Undercard Overview: Rising Prospects and Skilled Veterans Face Off in High-Stakes Bouts

Gabriel Rosado, center, has exchanged heated words with Willie Monroe Jr. leading up to their fight on Saturday at AT&T Stadium in Arlington, Texas.

Gabriel Rosado, center, has exchanged heated words with Willie Monroe Jr. leading up to their fight on Saturday at AT&T Stadium in Arlington, Texas.

Photo: Will Hart

By Eric Raskin

The typical boxing career goes through numerous stages, and a variety of those stages will be on display during Saturday’s Canelo Alvarez-Liam Smith pay-per-view undercard (9 p.m. ET/6 p.m. PT). We’ll see a pure prospect against a former prospect, a prospect turning the corner toward contender status matched against a dangerous journeyman, and two veteran former title challengers meeting in a must-win showdown.

Here’s a look at the three bouts that will warm up television viewers and the AT&T Stadium crowd in Arlington, Texas, before the Alvarez-Smith main event:

Gabriel Rosado vs. Willie Monroe Jr. | 12 rounds | Middleweights

Both of these fighters are probably best known to HBO audiences for their gutsy TKO losses to Gennady Golovkin, and now they’re angling for a shot at an even bigger money fight against Canelo Alvarez. The winner between tattooed tough guy Rosado (23-9, 13 KOs) and slick southpaw Monroe (20-2, 6 KOs) will reportedly earn consideration for that opportunity in December, while for the loser, there might not be another shot at the big time.

So the stakes are high. And the trash talk reflects that. On a recent media conference call, Rosado lobbed the first grenade: “You ain’t special. You fought a bunch of ESPN fighters.” Monroe returned fire expertly: “And I’m about to fight another one.” Words like “bum” and “quitter” were also thrown around. If the punches fly like the insults have, then fight fans will get their money’s worth. And if that happens, it’s probably good news for Rosado, an action-oriented scrapper, whereas Monroe would be best served taking emotion out of the equation and trying to let his skill carry the day.

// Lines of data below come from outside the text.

use crate::events::emoji_key;
use crate::{Context, Error};
use poise::serenity_prelude as serenity;
use tracing::{info, warn};

/// Storage key for user-typed emoji input: custom emoji ID, or the glyph.
fn emoji_storage_key(input: &str) -> String {
    match serenity::ReactionType::try_from(input.trim()) {
        Ok(reaction) => emoji_key(&reaction),
        Err(_) => input.trim().to_string(),
    }
}

/// Manage reaction role mappings
#[poise::command(
    slash_command,
    subcommands("add", "remove", "edit", "list"),
    guild_only,
    required_permissions = "MANAGE_ROLES",
    rename = "reactionrole"
)]
pub async fn reactionrole(_ctx: Context<'_>) -> Result<(), Error> {
    Ok(())
}

/// Map an emoji to a role for the next panel
#[poise::command(slash_command, guild_only, required_permissions = "MANAGE_ROLES")]
pub async fn add(
    ctx: Context<'_>,
    #[description = "Emoji to react with"] emoji: String,
    #[description = "Role to grant"] role: serenity::Role,
) -> Result<(), Error> {
    let guild_id = ctx.guild_id().ok_or("Must be run in a guild")?.to_string();
    let channel_id = ctx.channel_id().to_string();
    let key = emoji_storage_key(&emoji);
    let role_id = role.id.to_string();

    let db = ctx.data().db.clone();
    db.run_blocking(move |db| db.add_reaction_role(&guild_id, &channel_id, &key, &role_id))
        .await?;

    ctx.say(format!(
        "✅ {emoji} → **{}**. Post it with `/roles` when your mappings are ready.",
        role.name
    ))
    .await?;
    Ok(())
}

/// Remove a mapping from a panel
#[poise::command(slash_command, guild_only, required_permissions = "MANAGE_ROLES")]
pub async fn remove(
    ctx: Context<'_>,
    #[description = "Panel message ID"] message_id: String,
    #[description = "Emoji to remove"] emoji: String,
) -> Result<(), Error> {
    let key = emoji_storage_key(&emoji);
    let db = ctx.data().db.clone();
    let message = message_id.clone();
    let removed = db
        .run_blocking(move |db| db.remove_reaction_role(&message, &key))
        .await?;

    if removed > 0 {
        ctx.say(format!("🗑️ Removed {emoji} from message `{message_id}`."))
            .await?;
    } else {
        ctx.say("❌ No mapping found for that message and emoji.")
            .await?;
    }
    Ok(())
}

/// Point an existing mapping at a different role
#[poise::command(slash_command, guild_only, required_permissions = "MANAGE_ROLES")]
pub async fn edit(
    ctx: Context<'_>,
    #[description = "Panel message ID"] message_id: String,
    #[description = "Emoji to change"] emoji: String,
    #[description = "New role"] role: serenity::Role,
) -> Result<(), Error> {
    let key = emoji_storage_key(&emoji);
    let role_id = role.id.to_string();
    let db = ctx.data().db.clone();
    let message = message_id.clone();
    let updated = db
        .run_blocking(move |db| db.update_reaction_role(&message, &key, &role_id))
        .await?;

    if updated > 0 {
        ctx.say(format!("✏️ {emoji} now grants **{}**.", role.name))
            .await?;
    } else {
        ctx.say("❌ No mapping found for that message and emoji.")
            .await?;
    }
    Ok(())
}

/// List this server's reaction role mappings
#[poise::command(slash_command, guild_only, required_permissions = "MANAGE_ROLES")]
pub async fn list(ctx: Context<'_>) -> Result<(), Error> {
    let guild_id = ctx.guild_id().ok_or("Must be run in a guild")?.to_string();
    let db = ctx.data().db.clone();
    let mappings = db
        .run_blocking(move |db| db.list_reaction_roles(&guild_id))
        .await?;

    if mappings.is_empty() {
        ctx.say("📭 No reaction roles configured. Add one with `/reactionrole add`.")
            .await?;
        return Ok(());
    }

    let lines: Vec<String> = mappings
        .iter()
        .map(|m| {
            let status = if m.message_id == "0" {
                "unposted".to_string()
            } else {
                format!("message `{}`", m.message_id)
            };
            format!("• {} → <@&{}> ({status})", m.emoji, m.role_id)
        })
        .collect();
    ctx.say(super::clamp_reply(format!(
        "**Reaction roles:**\n{}",
        lines.join("\n")
    )))
    .await?;
    Ok(())
}

/// Post the reaction role panel for pending mappings
#[poise::command(slash_command, guild_only, required_permissions = "MANAGE_ROLES")]
pub async fn roles(ctx: Context<'_>) -> Result<(), Error> {
    let guild = ctx.guild_id().ok_or("Must be run in a guild")?;
    let guild_id = guild.to_string();

    let db = ctx.data().db.clone();
    let pending: Vec<_> = {
        let guild_id = guild_id.clone();
        db.run_blocking(move |db| db.list_reaction_roles(&guild_id))
            .await?
            .into_iter()
            .filter(|m| m.message_id == "0")
            .collect()
    };

    if pending.is_empty() {
        ctx.say("📭 No pending mappings. Add some with `/reactionrole add` first.")
            .await?;
        return Ok(());
    }

    let lines: Vec<String> = pending
        .iter()
        .map(|m| format!("{} → <@&{}>", m.emoji, m.role_id))
        .collect();
    let embed = serenity::CreateEmbed::new()
        .title("🎭 Pick your roles")
        .color(0x5865F2)
        .description(format!(
            "React to get a role, unreact to lose it.\n\n{}",
            lines.join("\n")
        ));

    let panel = ctx
        .channel_id()
        .send_message(ctx.http(), serenity::CreateMessage::new().embed(embed))
        .await?;

    for mapping in &pending {
        // Stored keys are either a unicode glyph or a custom emoji ID.
        let reaction = match mapping.emoji.parse::<u64>() {
            Ok(id) => serenity::ReactionType::Custom {
                animated: false,
                id: serenity::EmojiId::new(id),
                name: Some("_".to_string()),
            },
            Err(_) => serenity::ReactionType::Unicode(mapping.emoji.clone()),
        };
        if let Err(e) = panel.react(ctx.http(), reaction).await {
            warn!("Failed to seed reaction '{}': {}", mapping.emoji, e);
        }
    }

    let channel_id = ctx.channel_id().to_string();
    let message_id = panel.id.to_string();
    db.run_blocking(move |db| db.bind_reaction_panel(&guild_id, &channel_id, &message_id))
        .await?;

    info!("Reaction role panel {} posted in guild {}", panel.id, guild);
    ctx.send(
        poise::CreateReply::default()
            .content("✅ Panel posted and mappings bound.")
            .ephemeral(true),
    )
    .await?;
    Ok(())
}
use std::collections::HashMap;
use std::sync::{Arc, Mutex};
use std::time::{Duration, Instant};

/// In-memory per-user command cooldowns. Checking a cooldown that has
/// elapsed (or was never set) stamps it and allows the command.
#[derive(Clone, Default)]
pub struct CooldownTracker {
    entries: Arc<Mutex<HashMap<(u64, &'static str), Instant>>>,
}

impl CooldownTracker {
    pub fn new() -> Self {
        Self::default()
    }

    /// Returns the remaining wait when the user is still on cooldown.
    pub fn check(&self, user_id: u64, command: &'static str, cooldown: Duration) -> Option<Duration> {
        let mut entries = self.entries.lock().unwrap();
        let now = Instant::now();

        if let Some(last) = entries.get(&(user_id, command)) {
            let elapsed = now.duration_since(*last);
            if elapsed < cooldown {
                return Some(cooldown - elapsed);
            }
        }

        entries.insert((user_id, command), now);
        None
    }

    pub fn reset(&self, user_id: u64, command: &'static str) {
        let mut entries = self.entries.lock().unwrap();
        entries.remove(&(user_id, command));
    }
}

#[cfg(test)]
mod tests {
    use super::*;

    #[test]
    fn test_cooldown_blocks_then_allows() {
        let tracker = CooldownTracker::new();

        assert!(tracker.check(1, "adventure", Duration::from_secs(300)).is_none());
        let remaining = tracker
            .check(1, "adventure", Duration::from_secs(300))
            .expect("should be on cooldown");
        assert!(remaining <= Duration::from_secs(300));

        // Zero-length cooldowns never block.
        assert!(tracker.check(1, "adventure", Duration::ZERO).is_none());
    }

    #[test]
    fn test_cooldowns_are_per_user_and_per_command() {
        let tracker = CooldownTracker::new();
        let cd = Duration::from_secs(60);

        assert!(tracker.check(1, "adventure", cd).is_none());
        assert!(tracker.check(2, "adventure", cd).is_none());
        assert!(tracker.check(1, "pvp", cd).is_none());
        assert!(tracker.check(1, "adventure", cd).is_some());
    }

    #[test]
    fn test_reset_clears_cooldown() {
        let tracker = CooldownTracker::new();
        let cd = Duration::from_secs(60);

        assert!(tracker.check(1, "pvp", cd).is_none());
        assert!(tracker.check(1, "pvp", cd).is_some());
        tracker.reset(1, "pvp");
        assert!(tracker.check(1, "pvp", cd).is_none());
    }
}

Joseph Diaz Jr. vs. Andrew Cancio | 10 rounds | Featherweights

Six months ago, Diaz was just a face in the crowd, hanging out in the middle of the pack of the 2012 Olympic class. But then he dazzled in his HBO debut against Jayson Velez and followed that up with a two-round blastout of Victor Proa -- and now “JoJo” is one of boxing’s hottest prospects and the second-most intriguing member of his Olympic team, behind only the skyrocketing Errol Spence.

The fast-handed 23-year-old southpaw isn’t in soft against Cancio (17-3-2, 13 KOs), who has a four-inch reach advantage, hard punch and has come through as an underdog against the likes of Rocky Juarez and Jerry Belmontes. Diaz (21-0, 12 KOs) is widely expected to prevail in this battle of Californians, but Cancio is more than capable of telling us a thing or two about himself along the way.

Diego De La Hoya vs. Luis Del Valle | 10 rounds | Junior Featherweights

While the star attraction of the Golden Boy Promotions stable headlines the show, a 22-year-old with the surname to someday be Oscar De La Hoya’s main attraction opens it up. Though relatively untested, Oscar’s Mexican-born cousin Diego is coming along nicely, having run his record to 15-0 with 9 KOs, including a seventh-round stoppage of previously unbeaten Rocco Santomauro on the Canelo-Amir Khan undercard in May.

In Del Valle (22-2, 16 KOs), De La Hoya faces a former highly regarded prospect who lost some luster when his perfect record had a hole poked in it by ex-champ Vic Darchinyan in 2012. The Puerto Rican has suffered one more defeat in eight fights since (Luis Rosa in 2014), and is teetering in that zone where he hasn’t been written off but can’t really afford another loss. If De La Hoya is the skilled prospect he appears to be, however, that third loss for Del Valle is coming on Saturday night.